5. Take love seriously.

While this love has aspects of friendship and being nice to each other (and even ideally liking each other!) it's much deeper than that. It's what I mentioned last week in talking about those who ‘have loved the appearance of Jesus.’ It's being committed to thinking God's thoughts, and preferring what God prefers, weeping and rejoicing over the same things that caused Jesus to weep and rejoice. I'm not sure where to go with this other than to ask you to wrestle with, from day to day, what love looks like in this moment and with this person and in this situation. What are the most loving words I can say? What is the most loving attitude I can have? What is the most loving action I can take?

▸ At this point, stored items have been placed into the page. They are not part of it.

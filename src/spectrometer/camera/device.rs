use crate::spectrometer::common::error::Result;
use crate::spectrometer::image::RgbImageData;
use crate::spectrometer::camera::settings::{CameraSettings, Resolution};

/// Driver boundary for the physical camera.
pub trait CameraDevice: Send {
    fn resolution(&self) -> Resolution;
    fn configure(&mut self, settings: &CameraSettings) -> Result<()>;
    fn capture_still(&mut self) -> Result<RgbImageData>;
    fn close(&mut self) -> Result<()>;
}

/// Live video encoder/server. It borrows the camera for each call and never
/// keeps its own handle. `stop_recording` must tolerate an already stopped stream.
pub trait StreamingServer: Send {
    fn start_recording(&mut self, camera: &mut dyn CameraDevice, bitrate: u32) -> Result<()>;
    fn stop_recording(&mut self, camera: &mut dyn CameraDevice) -> Result<()>;
    fn send_overlay(&mut self, svg: &str) -> Result<()>;
    fn close(&mut self) -> Result<()>;
}

impl<T: CameraDevice + ?Sized> CameraDevice for Box<T> {
    fn resolution(&self) -> Resolution {
        (**self).resolution()
    }

    fn configure(&mut self, settings: &CameraSettings) -> Result<()> {
        (**self).configure(settings)
    }

    fn capture_still(&mut self) -> Result<RgbImageData> {
        (**self).capture_still()
    }

    fn close(&mut self) -> Result<()> {
        (**self).close()
    }
}

impl<T: StreamingServer + ?Sized> StreamingServer for Box<T> {
    fn start_recording(&mut self, camera: &mut dyn CameraDevice, bitrate: u32) -> Result<()> {
        (**self).start_recording(camera, bitrate)
    }

    fn stop_recording(&mut self, camera: &mut dyn CameraDevice) -> Result<()> {
        (**self).stop_recording(camera)
    }

    fn send_overlay(&mut self, svg: &str) -> Result<()> {
        (**self).send_overlay(svg)
    }

    fn close(&mut self) -> Result<()> {
        (**self).close()
    }
}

1 Corinthians 13 What if I speak in the most elegant languages of people or in the exotic languages of the heavenly messengers, but I live without love? Well then, anything I say is like the clanging of brass or a crashing cymbal. 2 What if I have the gift of prophecy, am blessed with knowledge and insight to all the mysteries, or what if my faith is strong enough to scoop a mountain from its bedrock, yet I live without love? If so, I am nothing. 3 I could give all that I have to feed the poor, I could surrender my body to be burned as a martyr, but if I do not live in love, I gain nothing by my selfless acts. 4 Love is patient; love is kind. Love isn’t envious, doesn’t boast, brag, or strut about. There’s no arrogance in love; 5 it’s never rude, crude, or indecent—it’s not self-absorbed. Love isn’t easily upset. Love doesn’t tally wrongs 6 or celebrate injustice; but truth—yes, truth—is love’s delight! 7 Love puts up with anything and everything that comes along; it trusts, hopes, and endures no matter what. 8 Love will never become obsolete.”